Sedangkan masih ada beban lain, yakni PNBP yang harus dibayar di muka oleh eksportir sebesar Rp2.000-Rp3.000/ekor, bila ditambah biaya freight forwarder monopoli yang luar biasa tinggi sebesar Rp 1.800 per ekor (seharusnya hanya Rp 150 per ekor) maka beban eksportir dibayar dimuka menjadi Rp 3800-Rp4800.

Wayan menilai kebijakan tersebut kontra produktif terhadap usaha ekspor benih lobster yang telah dilakukan secara legal sehingga membuka peluang ekspor ilegal (penyelundupan) tetap ada dan kembali marak, karena dianggap dengan menyelundup biayanya jauh lebih murah dari pada melakukan dengan legal.

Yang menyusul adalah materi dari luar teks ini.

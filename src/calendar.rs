// Copyright (c) 2025 Soumyadip Sarkar.
// All rights reserved.
//
// This source code is licensed under the license found in the
// LICENSE file in the root directory of this source tree.

use anyhow::{Context, Result, anyhow};
use chrono::{Datelike, Months, NaiveDate};
use serde::{Deserialize, Serialize};
use std::fmt;
use std::str::FromStr;

const MONTH_NAMES: [&str; 12] = [
    "January",
    "February",
    "March",
    "April",
    "May",
    "June",
    "July",
    "August",
    "September",
    "October",
    "November",
    "December",
];

/// A calendar month, written `YYYY-MM`.
#[derive(Debug, Clone, Copy, PartialEq, Eq, PartialOrd, Ord, Hash)]
pub struct Month {
    year: i32,
    month: u32,
}

impl Month {
    pub fn new(year: i32, month: u32) -> Result<Self> {
        NaiveDate::from_ymd_opt(year, month, 1)
            .ok_or_else(|| anyhow!("Invalid month {}-{:02}", year, month))?;
        Ok(Month { year, month })
    }

    pub fn containing(date: NaiveDate) -> Self {
        Month {
            year: date.year(),
            month: date.month(),
        }
    }

    pub fn year(&self) -> i32 {
        self.year
    }

    pub fn month(&self) -> u32 {
        self.month
    }

    pub fn first_day(&self) -> NaiveDate {
        // validated in `new` / `containing`
        NaiveDate::from_ymd_opt(self.year, self.month, 1).unwrap_or(NaiveDate::MIN)
    }

    pub fn last_day(&self) -> NaiveDate {
        let first = self.first_day();
        match first.checked_add_months(Months::new(1)) {
            Some(next) => next.pred_opt().unwrap_or(first),
            None => NaiveDate::MAX,
        }
    }

    pub fn range(&self) -> DateRange {
        DateRange {
            start: self.first_day(),
            end: self.last_day(),
        }
    }

    pub fn next(&self) -> Self {
        if self.month == 12 {
            Month {
                year: self.year + 1,
                month: 1,
            }
        } else {
            Month {
                year: self.year,
                month: self.month + 1,
            }
        }
    }

    pub fn prev(&self) -> Self {
        if self.month == 1 {
            Month {
                year: self.year - 1,
                month: 12,
            }
        } else {
            Month {
                year: self.year,
                month: self.month - 1,
            }
        }
    }

    /// "October 2026"
    pub fn label(&self) -> String {
        format!("{} {}", MONTH_NAMES[(self.month - 1) as usize], self.year)
    }
}

impl fmt::Display for Month {
    fn fmt(&self, f: &mut fmt::Formatter<'_>) -> fmt::Result {
        write!(f, "{:04}-{:02}", self.year, self.month)
    }
}

impl FromStr for Month {
    type Err = anyhow::Error;

    fn from_str(s: &str) -> Result<Self> {
        let s = s.trim();
        let date = NaiveDate::parse_from_str(&format!("{}-01", s), "%Y-%m-%d")
            .with_context(|| format!("Invalid month '{}', expected YYYY-MM", s))?;
        Ok(Month::containing(date))
    }
}

impl Serialize for Month {
    fn serialize<S: serde::Serializer>(&self, serializer: S) -> Result<S::Ok, S::Error> {
        serializer.collect_str(self)
    }
}

impl<'de> Deserialize<'de> for Month {
    fn deserialize<D: serde::Deserializer<'de>>(deserializer: D) -> Result<Self, D::Error> {
        let s = String::deserialize(deserializer)?;
        s.parse().map_err(serde::de::Error::custom)
    }
}

/// Inclusive on both ends.
#[derive(Debug, Clone, Copy, PartialEq, Eq, Serialize)]
pub struct DateRange {
    pub start: NaiveDate,
    pub end: NaiveDate,
}

impl DateRange {
    pub fn contains(&self, date: NaiveDate) -> bool {
        self.start <= date && date <= self.end
    }
}

#[cfg(test)]
mod tests {
    use super::*;

    #[test]
    fn last_day_handles_leap_february() {
        let m: Month = "2024-02".parse().unwrap();
        assert_eq!(m.last_day(), NaiveDate::from_ymd_opt(2024, 2, 29).unwrap());
        let m: Month = "2025-02".parse().unwrap();
        assert_eq!(m.last_day(), NaiveDate::from_ymd_opt(2025, 2, 28).unwrap());
    }

    #[test]
    fn next_and_prev_wrap_years() {
        let dec: Month = "2025-12".parse().unwrap();
        assert_eq!(dec.next().to_string(), "2026-01");
        assert_eq!(dec.next().prev(), dec);
    }

    #[test]
    fn rejects_garbage() {
        assert!("2025-13".parse::<Month>().is_err());
        assert!("march".parse::<Month>().is_err());
    }
}
// Copyright (c) 2025 Soumyadip Sarkar.
// All rights reserved.
//
// This source code is licensed under the license found in the
// LICENSE file in the root directory of this source tree.

use crate::utils::{get_selected_month, parse_month, set_selected_month};
use anyhow::Result;
use rusqlite::Connection;

pub fn handle(conn: &Connection, m: &clap::ArgMatches) -> Result<()> {
    let current = get_selected_month(conn)?;
    let selected = match m.subcommand() {
        Some(("set", sub)) => parse_month(sub.get_one::<String>("month").unwrap())?,
        Some(("next", _)) => current.next(),
        Some(("prev", _)) => current.prev(),
        _ => {
            println!("{} ({})", current, current.label());
            return Ok(());
        }
    };
    set_selected_month(conn, selected)?;
    println!("Selected month: {} ({})", selected, selected.label());
    Ok(())
}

Karena eksportir legal kalah bersaing dengan eksportir ilegal (penyelundup), disebabkan harus menanggung beban biaya dari adanya monopoli kargo ekspor benih lobster dan adanya PNBP yang tarifnya memberatkan. Akibatnya pemerintah bisa kehilangan potensi penerimaan PNBP sekitar Rp150 miliar per tahun.

“Semestinya para penyusun regulasi dan sistem di KKP paham bahwa kehadiran pengusaha eksportir benih lobster berfungsi sebagai katalis kesejahteraan bagi nelayan penangkap benih lobster, karena sesungguhnya keuntungan eksportir itu sangat marginal, apalagi sekarang semakin banyak pesaing eksportir benih lobster,” ujarnya.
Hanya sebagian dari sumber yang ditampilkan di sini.